## Exercise materials
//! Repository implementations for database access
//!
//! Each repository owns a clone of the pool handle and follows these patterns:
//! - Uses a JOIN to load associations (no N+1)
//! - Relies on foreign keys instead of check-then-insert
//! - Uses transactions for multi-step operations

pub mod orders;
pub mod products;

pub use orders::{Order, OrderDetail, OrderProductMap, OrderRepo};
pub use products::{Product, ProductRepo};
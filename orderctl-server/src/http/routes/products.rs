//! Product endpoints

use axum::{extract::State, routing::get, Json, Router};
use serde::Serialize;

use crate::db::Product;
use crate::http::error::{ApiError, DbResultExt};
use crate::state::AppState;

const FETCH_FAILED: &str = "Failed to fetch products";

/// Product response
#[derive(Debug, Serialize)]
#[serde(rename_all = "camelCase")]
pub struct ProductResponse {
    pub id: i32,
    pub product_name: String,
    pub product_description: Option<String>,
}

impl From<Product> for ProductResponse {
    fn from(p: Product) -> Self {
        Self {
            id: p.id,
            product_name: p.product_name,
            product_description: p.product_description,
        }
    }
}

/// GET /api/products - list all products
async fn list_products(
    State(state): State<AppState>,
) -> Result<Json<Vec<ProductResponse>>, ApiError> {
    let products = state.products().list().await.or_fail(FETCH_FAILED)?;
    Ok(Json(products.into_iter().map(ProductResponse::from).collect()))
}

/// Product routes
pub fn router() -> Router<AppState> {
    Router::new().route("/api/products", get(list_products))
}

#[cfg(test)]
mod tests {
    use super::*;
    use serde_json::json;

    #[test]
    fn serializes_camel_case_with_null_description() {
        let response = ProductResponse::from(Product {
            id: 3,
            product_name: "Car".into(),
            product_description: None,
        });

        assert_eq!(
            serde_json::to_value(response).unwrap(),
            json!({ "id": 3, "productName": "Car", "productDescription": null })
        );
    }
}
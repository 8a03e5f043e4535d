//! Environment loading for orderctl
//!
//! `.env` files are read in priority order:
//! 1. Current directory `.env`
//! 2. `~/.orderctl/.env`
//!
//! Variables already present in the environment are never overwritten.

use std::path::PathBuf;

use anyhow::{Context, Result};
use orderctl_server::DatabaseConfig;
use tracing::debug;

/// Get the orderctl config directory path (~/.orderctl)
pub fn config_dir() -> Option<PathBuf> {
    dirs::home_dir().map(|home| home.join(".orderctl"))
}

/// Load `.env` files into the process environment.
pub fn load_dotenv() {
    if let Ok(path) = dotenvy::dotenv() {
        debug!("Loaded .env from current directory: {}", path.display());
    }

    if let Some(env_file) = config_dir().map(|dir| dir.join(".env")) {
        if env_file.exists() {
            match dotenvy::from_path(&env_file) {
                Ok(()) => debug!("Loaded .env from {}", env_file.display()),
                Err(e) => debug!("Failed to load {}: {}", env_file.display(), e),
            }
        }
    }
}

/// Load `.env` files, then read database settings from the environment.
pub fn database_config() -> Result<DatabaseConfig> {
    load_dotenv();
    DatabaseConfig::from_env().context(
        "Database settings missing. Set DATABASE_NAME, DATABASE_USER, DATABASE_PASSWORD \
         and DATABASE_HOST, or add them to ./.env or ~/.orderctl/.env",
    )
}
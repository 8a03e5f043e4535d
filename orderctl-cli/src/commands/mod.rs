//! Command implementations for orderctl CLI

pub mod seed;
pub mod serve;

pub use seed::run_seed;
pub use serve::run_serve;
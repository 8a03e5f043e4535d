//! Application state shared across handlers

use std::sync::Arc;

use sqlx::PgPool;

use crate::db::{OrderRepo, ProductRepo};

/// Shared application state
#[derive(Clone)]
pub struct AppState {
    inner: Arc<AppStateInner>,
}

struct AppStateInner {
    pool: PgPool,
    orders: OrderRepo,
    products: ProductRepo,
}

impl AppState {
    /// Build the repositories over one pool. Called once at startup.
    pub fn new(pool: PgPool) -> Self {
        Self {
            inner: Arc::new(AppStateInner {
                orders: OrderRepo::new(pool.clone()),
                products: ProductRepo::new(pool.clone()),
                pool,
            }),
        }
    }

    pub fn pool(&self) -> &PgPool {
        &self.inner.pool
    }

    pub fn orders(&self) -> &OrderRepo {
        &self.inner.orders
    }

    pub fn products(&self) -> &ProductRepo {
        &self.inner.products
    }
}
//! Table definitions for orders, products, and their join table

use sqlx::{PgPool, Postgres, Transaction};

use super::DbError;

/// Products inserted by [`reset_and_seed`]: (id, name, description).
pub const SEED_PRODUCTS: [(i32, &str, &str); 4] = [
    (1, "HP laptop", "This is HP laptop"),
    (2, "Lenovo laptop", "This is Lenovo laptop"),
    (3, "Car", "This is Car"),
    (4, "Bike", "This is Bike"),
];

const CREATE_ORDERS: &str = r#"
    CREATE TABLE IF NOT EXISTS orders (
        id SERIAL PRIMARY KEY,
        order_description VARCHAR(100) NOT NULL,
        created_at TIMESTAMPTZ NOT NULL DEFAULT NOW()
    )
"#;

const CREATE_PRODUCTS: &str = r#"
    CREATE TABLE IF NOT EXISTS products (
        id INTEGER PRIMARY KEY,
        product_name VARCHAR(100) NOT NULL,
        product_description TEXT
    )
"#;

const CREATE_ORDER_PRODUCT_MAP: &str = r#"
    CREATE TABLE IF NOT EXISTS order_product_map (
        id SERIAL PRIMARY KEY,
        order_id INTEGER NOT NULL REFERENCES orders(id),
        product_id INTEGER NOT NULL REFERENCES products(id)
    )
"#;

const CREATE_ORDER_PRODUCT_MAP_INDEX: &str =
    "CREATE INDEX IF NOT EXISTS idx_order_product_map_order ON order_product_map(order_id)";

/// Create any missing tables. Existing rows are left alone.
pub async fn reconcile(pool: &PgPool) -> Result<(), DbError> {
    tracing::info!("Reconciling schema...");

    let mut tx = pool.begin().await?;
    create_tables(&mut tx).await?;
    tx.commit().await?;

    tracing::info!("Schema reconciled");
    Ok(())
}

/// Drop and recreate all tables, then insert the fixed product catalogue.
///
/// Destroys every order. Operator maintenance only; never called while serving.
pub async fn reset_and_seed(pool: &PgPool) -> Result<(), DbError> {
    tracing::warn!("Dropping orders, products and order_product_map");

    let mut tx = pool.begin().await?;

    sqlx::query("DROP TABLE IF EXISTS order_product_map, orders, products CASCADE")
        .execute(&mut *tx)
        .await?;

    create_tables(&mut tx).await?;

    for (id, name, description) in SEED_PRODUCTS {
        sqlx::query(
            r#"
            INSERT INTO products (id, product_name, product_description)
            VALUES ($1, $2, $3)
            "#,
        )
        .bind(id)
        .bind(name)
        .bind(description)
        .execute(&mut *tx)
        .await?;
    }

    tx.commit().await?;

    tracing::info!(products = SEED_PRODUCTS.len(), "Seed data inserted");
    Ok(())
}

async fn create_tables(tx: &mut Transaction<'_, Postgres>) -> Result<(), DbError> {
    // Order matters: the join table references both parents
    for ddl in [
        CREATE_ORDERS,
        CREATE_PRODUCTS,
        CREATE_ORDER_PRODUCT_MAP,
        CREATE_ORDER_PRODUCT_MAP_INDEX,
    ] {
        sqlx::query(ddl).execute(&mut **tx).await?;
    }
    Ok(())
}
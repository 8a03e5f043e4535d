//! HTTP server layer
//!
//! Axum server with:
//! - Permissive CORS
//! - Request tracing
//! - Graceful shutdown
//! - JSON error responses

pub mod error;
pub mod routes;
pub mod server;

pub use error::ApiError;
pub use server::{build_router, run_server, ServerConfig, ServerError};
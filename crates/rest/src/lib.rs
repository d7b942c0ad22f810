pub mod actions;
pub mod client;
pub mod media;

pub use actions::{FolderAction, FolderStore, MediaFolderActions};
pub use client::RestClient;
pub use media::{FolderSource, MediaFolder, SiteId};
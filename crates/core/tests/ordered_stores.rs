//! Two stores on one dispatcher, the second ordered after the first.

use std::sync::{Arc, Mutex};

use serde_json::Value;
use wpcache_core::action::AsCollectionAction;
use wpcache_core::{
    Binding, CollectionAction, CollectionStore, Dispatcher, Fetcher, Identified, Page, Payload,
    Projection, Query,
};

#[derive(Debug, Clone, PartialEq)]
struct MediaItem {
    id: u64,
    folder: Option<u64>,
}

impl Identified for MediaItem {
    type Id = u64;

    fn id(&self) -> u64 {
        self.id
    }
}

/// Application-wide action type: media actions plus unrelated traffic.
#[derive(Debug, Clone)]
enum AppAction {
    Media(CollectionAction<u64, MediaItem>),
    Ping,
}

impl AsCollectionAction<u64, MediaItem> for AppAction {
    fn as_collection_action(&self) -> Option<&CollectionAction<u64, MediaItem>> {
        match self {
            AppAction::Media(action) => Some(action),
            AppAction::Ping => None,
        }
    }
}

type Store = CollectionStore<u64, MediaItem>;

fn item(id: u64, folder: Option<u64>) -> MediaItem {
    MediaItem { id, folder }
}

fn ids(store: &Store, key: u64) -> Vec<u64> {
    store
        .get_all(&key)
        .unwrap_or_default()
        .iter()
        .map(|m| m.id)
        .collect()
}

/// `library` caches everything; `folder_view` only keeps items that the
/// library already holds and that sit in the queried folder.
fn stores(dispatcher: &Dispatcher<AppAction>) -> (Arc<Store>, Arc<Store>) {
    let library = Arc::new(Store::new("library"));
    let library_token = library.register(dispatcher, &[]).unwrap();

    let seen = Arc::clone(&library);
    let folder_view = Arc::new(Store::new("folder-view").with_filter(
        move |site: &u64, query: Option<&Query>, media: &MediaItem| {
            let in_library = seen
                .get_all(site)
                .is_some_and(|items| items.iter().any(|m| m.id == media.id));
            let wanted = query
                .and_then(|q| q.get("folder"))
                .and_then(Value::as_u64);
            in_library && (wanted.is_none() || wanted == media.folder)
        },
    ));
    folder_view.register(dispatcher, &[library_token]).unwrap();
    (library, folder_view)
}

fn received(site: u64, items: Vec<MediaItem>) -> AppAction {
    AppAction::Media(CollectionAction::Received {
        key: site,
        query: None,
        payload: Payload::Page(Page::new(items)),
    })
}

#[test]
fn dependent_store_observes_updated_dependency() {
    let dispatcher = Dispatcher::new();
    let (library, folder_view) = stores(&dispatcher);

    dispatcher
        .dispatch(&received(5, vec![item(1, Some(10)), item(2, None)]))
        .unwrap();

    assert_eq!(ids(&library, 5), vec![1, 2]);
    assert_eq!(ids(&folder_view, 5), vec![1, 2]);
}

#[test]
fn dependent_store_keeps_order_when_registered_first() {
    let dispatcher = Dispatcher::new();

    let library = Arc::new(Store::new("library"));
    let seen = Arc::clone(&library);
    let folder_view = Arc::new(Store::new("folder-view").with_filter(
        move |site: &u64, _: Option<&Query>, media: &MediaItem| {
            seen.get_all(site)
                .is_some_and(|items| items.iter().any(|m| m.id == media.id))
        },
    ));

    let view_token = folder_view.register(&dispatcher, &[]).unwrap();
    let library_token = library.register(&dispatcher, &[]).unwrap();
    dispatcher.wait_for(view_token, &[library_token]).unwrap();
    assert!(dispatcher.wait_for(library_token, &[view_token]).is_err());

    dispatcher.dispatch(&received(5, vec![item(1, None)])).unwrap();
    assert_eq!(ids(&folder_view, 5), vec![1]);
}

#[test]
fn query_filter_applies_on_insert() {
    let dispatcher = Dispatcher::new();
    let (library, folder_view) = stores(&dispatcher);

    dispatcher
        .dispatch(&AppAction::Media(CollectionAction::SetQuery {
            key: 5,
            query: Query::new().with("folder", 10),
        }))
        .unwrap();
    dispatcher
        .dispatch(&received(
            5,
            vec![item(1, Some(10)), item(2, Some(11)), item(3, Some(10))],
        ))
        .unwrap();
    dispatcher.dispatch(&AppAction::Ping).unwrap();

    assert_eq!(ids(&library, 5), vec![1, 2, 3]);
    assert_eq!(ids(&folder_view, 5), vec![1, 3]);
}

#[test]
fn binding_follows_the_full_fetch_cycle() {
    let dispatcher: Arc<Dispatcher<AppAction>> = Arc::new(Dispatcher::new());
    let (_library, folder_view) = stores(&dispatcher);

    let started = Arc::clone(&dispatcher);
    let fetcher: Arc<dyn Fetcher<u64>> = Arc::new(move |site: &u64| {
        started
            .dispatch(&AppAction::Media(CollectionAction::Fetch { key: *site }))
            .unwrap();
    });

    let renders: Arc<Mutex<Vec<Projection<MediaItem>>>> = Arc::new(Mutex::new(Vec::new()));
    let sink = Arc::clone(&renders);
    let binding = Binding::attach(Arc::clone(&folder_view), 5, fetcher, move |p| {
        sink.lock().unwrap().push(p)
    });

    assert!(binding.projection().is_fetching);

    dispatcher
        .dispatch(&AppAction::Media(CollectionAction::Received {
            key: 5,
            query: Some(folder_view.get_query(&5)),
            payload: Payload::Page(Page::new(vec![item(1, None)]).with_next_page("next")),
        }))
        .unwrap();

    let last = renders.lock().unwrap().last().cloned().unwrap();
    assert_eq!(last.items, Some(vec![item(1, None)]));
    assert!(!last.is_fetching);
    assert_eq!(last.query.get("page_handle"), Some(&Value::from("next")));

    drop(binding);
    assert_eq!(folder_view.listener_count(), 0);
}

## Problem details
All lines from the beginning of the entries through the line marked "instead of check-then-insert" are to be output exactly; nothing else belongs in the answer.

## Completed exercise
//! Repository implementations for database access
//!
//! Each repository owns a clone of the pool handle and follows these patterns:
//! - Uses a JOIN to load associations (no N+1)
//! - Relies on foreign keys instead of check-then-insert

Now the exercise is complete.